CIM Marathon New PR! 2:45:28
CIM Marathon: December 8th, 2019:
Time: NEW PR by 3 MINUTES!: 2:45:28
BUT I missed the Olympic Trials By 28 seconds. So Bummed!
So… the morning started off great. I woke up at 3:30 a.m. Corom and I left his brother’s house (in Sacramento) and drove 40 min to grab Alison B from her hotel. He dropped us off at the bus that took us up to the start. (The pic below is obviously the day before picking up my packet…)
We waited in line for the bathrooms for a while, then only warmed up for about 3 min. The least amount of warming up that I have ever done before a race. The weather forecast said it was supposed to be pouring rain and wind. We had the perfect amount of “rain” and little to no wind. It was awesome. It was very humid, though.
If any of you have run a marathon… you know that the entire race is a mental and emotionfest! I felt great, then the next mile I felt like crap, then the next it was all good, the next I kept thinking there is no way I am going to hold this pace, then I am totally going to achieve my goal… on and on for the entire marathon. Well, this race was no different. I felt great and then mile 7 rolls around, and I honestly thought, “Holy Crap, I have a long way to go, there is no way I will be able to stay at a 6:15-6:18 pace.” I held on to a few more miles, and something clicked over and I felt strong and alive! I made it to the halfway mark at a 1:22:23 I believe, a few seconds under the Olympic Trials mark of 1:22:30, and still felt great. I was a little behind the pace group, on purpose, because they were going a little faster than what I wanted to do; but still kept them in sight. Mile 15-16, I began to struggle again. My legs began to feel heavy and the negative thoughts started to seep in. I quickly took another Marten gel hoping that would help. The wheels started to click over again at mile 17 when I realized I only had an hour left of running. I became excited and knew I could hold on for 1 more hour!

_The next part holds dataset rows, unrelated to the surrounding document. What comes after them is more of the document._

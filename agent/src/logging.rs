// SPDX-License-Identifier: Apache-2.0
// Copyright Open Network Fabric Authors

//! Logging setup

use config::LogLevel;
use thiserror::Error;
use tracing_subscriber::{EnvFilter, filter::LevelFilter, prelude::*};

#[derive(Error, Debug)]
pub enum LoggingError {
    #[error("Failed to initialize tracing subscriber: {0}")]
    Init(String),
}

/// The tracing level matching an agent log level
pub fn level_filter(level: LogLevel) -> LevelFilter {
    match level {
        LogLevel::All => LevelFilter::TRACE,
        LogLevel::Debug => LevelFilter::DEBUG,
        LogLevel::Info => LevelFilter::INFO,
        LogLevel::Warn => LevelFilter::WARN,
        LogLevel::Error => LevelFilter::ERROR,
        LogLevel::None => LevelFilter::OFF,
    }
}

fn env_filter(level: LogLevel) -> EnvFilter {
    EnvFilter::new(level_filter(level).to_string())
}

/// Install the global subscriber, filtering events below `level`
pub fn init_logging(level: LogLevel) -> Result<(), LoggingError> {
    let fmt_layer = tracing_subscriber::fmt::layer()
        .with_line_number(true)
        .with_target(true)
        .with_thread_ids(false)
        .with_thread_names(true)
        .with_level(true);

    tracing_subscriber::registry()
        .with(env_filter(level))
        .with(fmt_layer)
        .try_init()
        .map_err(|e| LoggingError::Init(e.to_string()))
}
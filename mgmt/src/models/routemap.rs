// SPDX-License-Identifier: Apache-2.0
// Copyright Open Network Fabric Authors

//! FRR policy objects: route maps

use std::collections::BTreeMap;
use tracing::error;

use crate::frr::reload::FrrErr;

#[derive(Clone, Copy, Debug, Ord, PartialOrd, Eq, PartialEq)]
pub enum MatchingPolicy {
    Deny,
    Permit,
}

#[derive(Clone, Debug, Ord, PartialOrd, Eq, PartialEq)]
pub enum RouteMapMatch {
    Ipv4AddressPrefixList(String),
    Ipv6AddressPrefixList(String),
}

#[derive(Clone, Debug, Ord, PartialOrd, Eq, PartialEq)]
pub enum RouteMapSetAction {
    LocalPreference(u32),
    /// Regular communities, and whether they add to those of the route
    Community(Vec<String>, bool),
    LargeCommunity(Vec<String>, bool),
}

/// What to do after an entry matched. By default, evaluation stops at the first match.
#[derive(Clone, Copy, Debug, Default, Ord, PartialOrd, Eq, PartialEq)]
pub enum OnMatch {
    #[default]
    Exit,
    Next,
}

#[derive(Clone, Debug, Ord, PartialOrd, Eq, PartialEq)]
pub struct RouteMapEntry {
    pub policy: MatchingPolicy,
    pub matches: Vec<RouteMapMatch>,
    pub actions: Vec<RouteMapSetAction>,
    pub on_match: OnMatch,
}

#[derive(Clone, Debug)]
pub struct RouteMap {
    pub name: String,
    pub entries: BTreeMap<u32, RouteMapEntry>,
}

#[derive(Clone, Debug, Default)]
pub struct RouteMapTable(BTreeMap<String, RouteMap>);

/* Impl basic ops */
impl RouteMapEntry {
    #[must_use]
    pub fn new(policy: MatchingPolicy) -> Self {
        Self {
            policy,
            matches: vec![],
            actions: vec![],
            on_match: OnMatch::Exit,
        }
    }
    #[must_use]
    pub fn add_match(mut self, m: RouteMapMatch) -> Self {
        self.matches.push(m);
        self
    }
    #[must_use]
    pub fn add_action(mut self, action: RouteMapSetAction) -> Self {
        self.actions.push(action);
        self
    }
    #[must_use]
    pub fn set_on_match(mut self, on_match: OnMatch) -> Self {
        self.on_match = on_match;
        self
    }
}
impl RouteMap {
    #[must_use]
    pub fn new(name: &str) -> Self {
        Self {
            name: name.to_owned(),
            entries: BTreeMap::new(),
        }
    }
    pub fn add_entry(&mut self, seq: u32, entry: RouteMapEntry) -> Result<(), FrrErr> {
        if self.entries.contains_key(&seq) {
            let msg = format!("Duplicate route-map seq {} in route map {}", seq, self.name);
            error!("{msg}");
            return Err(FrrErr::Render(msg));
        }
        self.entries.insert(seq, entry);
        Ok(())
    }
}
impl RouteMapTable {
    #[must_use]
    pub fn new() -> Self {
        Self::default()
    }
    pub fn add_route_map(&mut self, rmap: RouteMap) {
        self.0.insert(rmap.name.clone(), rmap);
    }
    pub fn get(&self, name: &str) -> Option<&RouteMap> {
        self.0.get(name)
    }
    pub fn values(&self) -> impl Iterator<Item = &RouteMap> {
        self.0.values()
    }
}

I began slowly to make my way up to the pace group pack. The 2:45:00 pacers (3 guys that were pacing the Olympic Trials field) started off with about 150 ladies… by about mile 20 when I caught up to them, there were only about 20 ladies left. Most just fell off that pace and could not hold on, but still a good size group. I had emotions come on early of excitement and joy that I was going to do this! I felt great. I even held back because when I caught the pacers, I wanted to run ahead. So for the next 3 miles, I stayed right with them. They kept telling us to relax, that by mile 23, we were 10 seconds ahead of the 2:45 time.
Holy Crap… I was going to do it! I knew, I only had 19 minutes left of running and then I was done! I started to pull a little ahead but not by much. Mile 24 comes up and still feeling good, fatigued, but good. We were 15 seconds ahead of the 2:45 time!! Then with only a mile and a half to go, my legs started to feel really heavy, like lead. I popped another piece of run gum in, hoping that caffeine would kick in and carry me over. The pace group quickly caught up to me but I knew I had about 10-15 seconds to spare behind them. So for the next .7 miles, I held on behind the group. With only a mile to go, at about 25.2, I really started to unravel.
I was driving my arms and trying to hold on but the group got a little farther. I saw the mark that said 800 meters left, still kept trying to drive but my pace slowed down to a 6:25. 400 meters left, I slowed down to a 6:30ish… I could not get my body and mind on the same page. I was struggling so bad to push through the last 3-4 min but I COULD NOT do it! This is the last 400 meters of my race. Bless Coroms heart for running on the side of me just to get a video… I’m not a very pretty runner.
I crossed that finish line at 2:45:28 and I was so sad. I felt what it would have been like to achieve a goal that I have been trying so hard for. I just started to cry and I couldn’t stop.
Corom was so patient with me and just waited for my crying to stop. There were many runner friends there that were encouraging and shared my frustrations.
But it was still hard none the less. I am so grateful for a 3 minute PR. My best time before was a 2:48:12 and that was 4 years ago. Since I started training again this last year and a half… I have not been able to break 2:50. So I am so excited but sad about it at the same time.
Looking back now that it’s the next day, I keep questioning myself why couldn’t I just push on. How did I let it go that last mile. But I guess it’s back to trying for one more shot in Houston… I’m getting to old for this. 😂😂
There are so many people that I have to thank!! Corom (my husband, my 4 girls, my mother in law for watching our girls, my family, friends, neighbors, ladies I run with and the kids I coach. So supporting and amazing!
Oh my goodness. So many mixed emotions. When I saw your time I was smiling and so happy for you, but realizing you missed your mark….I wanted to reach through the computer and hug you. A huge congrats on your PR. If anyone can do this, it’s you!
Sarah!!! I’ve missed you. I love when I see you post something. You look like your doing well. How’s the family? Yeah… I’m way bummed but so happy for finally pr’ing. Now it’s back to training and seeing what I have in me for Houston. Thanks so much for the message. It’s good to hear from you.